//! Client-side checks on a selected file's metadata.
//!
//! Nothing here reads file contents; see [`crate::sniff`] for the header
//! check.

use crate::file::SelectedFile;

/// Default upper bound on import size: 5 MiB.
pub const MAX_FILE_SIZE: u64 = 5 * 1024 * 1024;

/// Longest file name the backend accepts.
pub const MAX_FILE_NAME_LEN: usize = 255;

/// MIME types browsers report for CSV files.
pub const ALLOWED_MIME_TYPES: &[&str] = &[
    "text/csv",
    "application/vnd.ms-excel",
    "text/plain",
    "application/csv",
];

/// Substrings that make a file name unsafe to send.
const UNSAFE_NAME_PATTERNS: &[&str] = &["<", ">", ":", "\"", "|", "?", "*", "\0", ".."];

/// Reasons a file is rejected before upload.
#[derive(Debug, Clone, PartialEq, Eq, thiserror::Error)]
pub enum ValidationError {
    /// The name does not end in `.csv`.
    #[error("Please select a CSV file")]
    InvalidExtension,

    /// The declared MIME type is not one of the accepted CSV types.
    #[error("Invalid file type. Please select a CSV file")]
    InvalidMimeType,

    /// The file has zero bytes.
    #[error("File is empty")]
    EmptyFile,

    /// The file exceeds the size ceiling.
    #[error("File too large. Maximum size is {}", size_label(.max))]
    FileTooLarge {
        /// Actual size in bytes.
        size: u64,
        /// Allowed maximum in bytes.
        max: u64,
    },

    /// The name contains path traversal or reserved characters.
    #[error("Invalid filename")]
    UnsafeFileName,

    /// The name is longer than the backend accepts.
    #[error("Filename too long")]
    FileNameTooLong,

    /// The content contains NUL bytes.
    #[error("File appears to be binary, not CSV")]
    BinaryContent,

    /// Fewer than two non-blank lines.
    #[error("CSV has no data rows")]
    NoDataRows,

    /// Required logical columns could not be matched in the header.
    #[error("Missing required columns: {}", .0.join(", "))]
    MissingColumns(Vec<String>),

    /// The file could not be read for inspection.
    #[error("Could not read file: {0}")]
    Unreadable(String),
}

/// Tunable limits for import validation.
#[derive(Debug, Clone, PartialEq, Eq)]
pub struct ImportLimits {
    /// Largest accepted file, in bytes.
    pub max_file_size: u64,
    /// How many leading bytes the content sniffer inspects. An
    /// [`UploadController`](crate::upload::UploadController) given this
    /// validator sizes its sniffer from it.
    pub sniff_limit: usize,
    /// Accepted MIME types. An absent type is always accepted.
    pub allowed_mime_types: Vec<String>,
}

impl Default for ImportLimits {
    #[inline]
    fn default() -> Self {
        Self {
            max_file_size: MAX_FILE_SIZE,
            sniff_limit: crate::sniff::SNIFF_LIMIT,
            allowed_mime_types: ALLOWED_MIME_TYPES
                .iter()
                .map(|&mime| mime.to_owned())
                .collect(),
        }
    }
}

/// Outcome of [`FileValidator::validate`].
#[derive(Debug, Clone, PartialEq, Eq)]
pub struct ValidationResult {
    /// First failing check, if any.
    error: Option<ValidationError>,
}

impl ValidationResult {
    /// Returns `true` when every check passed.
    #[inline]
    #[must_use]
    pub const fn is_valid(&self) -> bool {
        self.error.is_none()
    }

    /// Returns the message describing the first failure.
    #[inline]
    #[must_use]
    pub fn error_message(&self) -> Option<String> {
        self.error.as_ref().map(ToString::to_string)
    }

    /// Returns the first failure, if any.
    #[inline]
    #[must_use]
    pub const fn error(&self) -> Option<&ValidationError> {
        self.error.as_ref()
    }

    /// Converts into a `Result`.
    ///
    /// # Errors
    ///
    /// Returns the first failing check.
    #[inline]
    pub fn into_result(self) -> Result<(), ValidationError> {
        self.error.map_or(Ok(()), Err)
    }
}

/// Checks file metadata against [`ImportLimits`].
#[derive(Debug, Clone, Default)]
pub struct FileValidator {
    /// Active limits.
    limits: ImportLimits,
}

impl FileValidator {
    /// Creates a validator with custom limits.
    #[inline]
    #[must_use]
    pub const fn new(limits: ImportLimits) -> Self {
        Self { limits }
    }

    /// Returns the active limits.
    #[inline]
    #[must_use]
    pub const fn limits(&self) -> &ImportLimits {
        &self.limits
    }

    /// Runs every check on raw metadata and stops at the first failure.
    ///
    /// Order: extension, MIME type, empty, size, unsafe name, name length.
    ///
    /// # Errors
    ///
    /// Returns the first [`ValidationError`] encountered.
    #[inline]
    pub fn check(
        &self,
        name: &str,
        size_bytes: u64,
        mime_type: Option<&str>,
    ) -> Result<(), ValidationError> {
        if !has_csv_extension(name) {
            return Err(ValidationError::InvalidExtension);
        }
        if let Some(mime) = mime_type.filter(|mime| !mime.is_empty())
            && !self.limits.allowed_mime_types.iter().any(|allowed| allowed == mime)
        {
            return Err(ValidationError::InvalidMimeType);
        }
        if size_bytes == 0 {
            return Err(ValidationError::EmptyFile);
        }
        if size_bytes > self.limits.max_file_size {
            return Err(ValidationError::FileTooLarge {
                size: size_bytes,
                max: self.limits.max_file_size,
            });
        }
        if UNSAFE_NAME_PATTERNS
            .iter()
            .any(|&pattern| name.contains(pattern))
        {
            return Err(ValidationError::UnsafeFileName);
        }
        if name.len() > MAX_FILE_NAME_LEN {
            return Err(ValidationError::FileNameTooLong);
        }
        Ok(())
    }

    /// Validates a selected file.
    #[inline]
    #[must_use]
    pub fn validate(&self, file: &SelectedFile) -> ValidationResult {
        let result = self.check(file.name(), file.size_bytes(), file.mime_type());
        if let Err(err) = result.as_ref() {
            tracing::debug!(name = file.name(), error = %err, "file rejected");
        }
        ValidationResult {
            error: result.err(),
        }
    }
}

/// Returns `true` if `name` ends in `.csv`, ignoring case.
fn has_csv_extension(name: &str) -> bool {
    name.to_ascii_lowercase().ends_with(".csv")
}

/// Formats a byte limit for error messages.
fn size_label(bytes: &u64) -> String {
    crate::present::format_file_size(*bytes)
}
//! HTTP client for the FinTrack backend.
//!
//! Provides both async and blocking client variants behind feature flags.
//! Sessions are cookie-based: either log in through the client (the cookie
//! jar keeps the session) or pass an existing session cookie to the builder.

/// Default backend location.
const DEFAULT_BASE_URL: &str = "http://localhost:8000";

/// Endpoint paths.
mod paths {
    /// Session check.
    pub(super) const AUTH_STATUS: &str = "/auth/status";
    /// Current user profile.
    pub(super) const ME: &str = "/me";
    /// Login.
    pub(super) const LOGIN: &str = "/login";
    /// Registration.
    pub(super) const REGISTER: &str = "/register";
    /// Logout.
    pub(super) const LOGOUT: &str = "/logout";
    /// Account collection.
    pub(super) const ACCOUNTS: &str = "/accounts";
    /// Transaction collection.
    pub(super) const TRANSACTIONS: &str = "/transactions";
    /// Converted dashboard totals.
    pub(super) const DASHBOARD: &str = "/api/currency/dashboard";
    /// Weekly income/expense series.
    pub(super) const WEEKLY_CHART: &str = "/api/weekly-chart";
    /// Report collection.
    pub(super) const REPORTS: &str = "/api/reports";
    /// Report generation.
    pub(super) const GENERATE_REPORT: &str = "/api/reports/generate";
    /// Report PDF download.
    pub(super) const DOWNLOAD_REPORT: &str = "/api/reports/download";
    /// CSV import.
    pub(super) const IMPORT_CSV: &str = "/import-csv";
}

/// Multipart field name the import endpoint expects.
const IMPORT_FIELD: &str = "file";

/// Converts a failed response body into an error.
fn error_from_body(status: u16, body: String) -> crate::error::FintrackError {
    match serde_json::from_str::<crate::models::ErrorDetail>(&body) {
        Ok(detail) => crate::error::FintrackError::Server {
            status,
            detail: detail.message(),
        },
        Err(_) => crate::error::FintrackError::Api {
            status,
            message: body,
        },
    }
}

/// Reads an upload body, refusing anything over the import ceiling.
fn read_capped_upload(file: &crate::file::SelectedFile) -> crate::error::Result<Vec<u8>> {
    file.read_capped(crate::validation::MAX_FILE_SIZE)
}

/// Rejects a form that has issues.
fn ensure_valid_form(issues: Vec<String>) -> crate::error::Result<()> {
    if issues.is_empty() {
        Ok(())
    } else {
        tracing::debug!(count = issues.len(), "form rejected before request");
        Err(crate::error::FintrackError::InvalidForm(issues))
    }
}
◆ ◆ ◆ ◆
WHAT IS REQUIRED: Which lines in the records above include the word "Converts"? Copy them out.

EXPECTED OUTPUT:
    /// Converts into a `Result`.
/// Converts a failed response body into an error.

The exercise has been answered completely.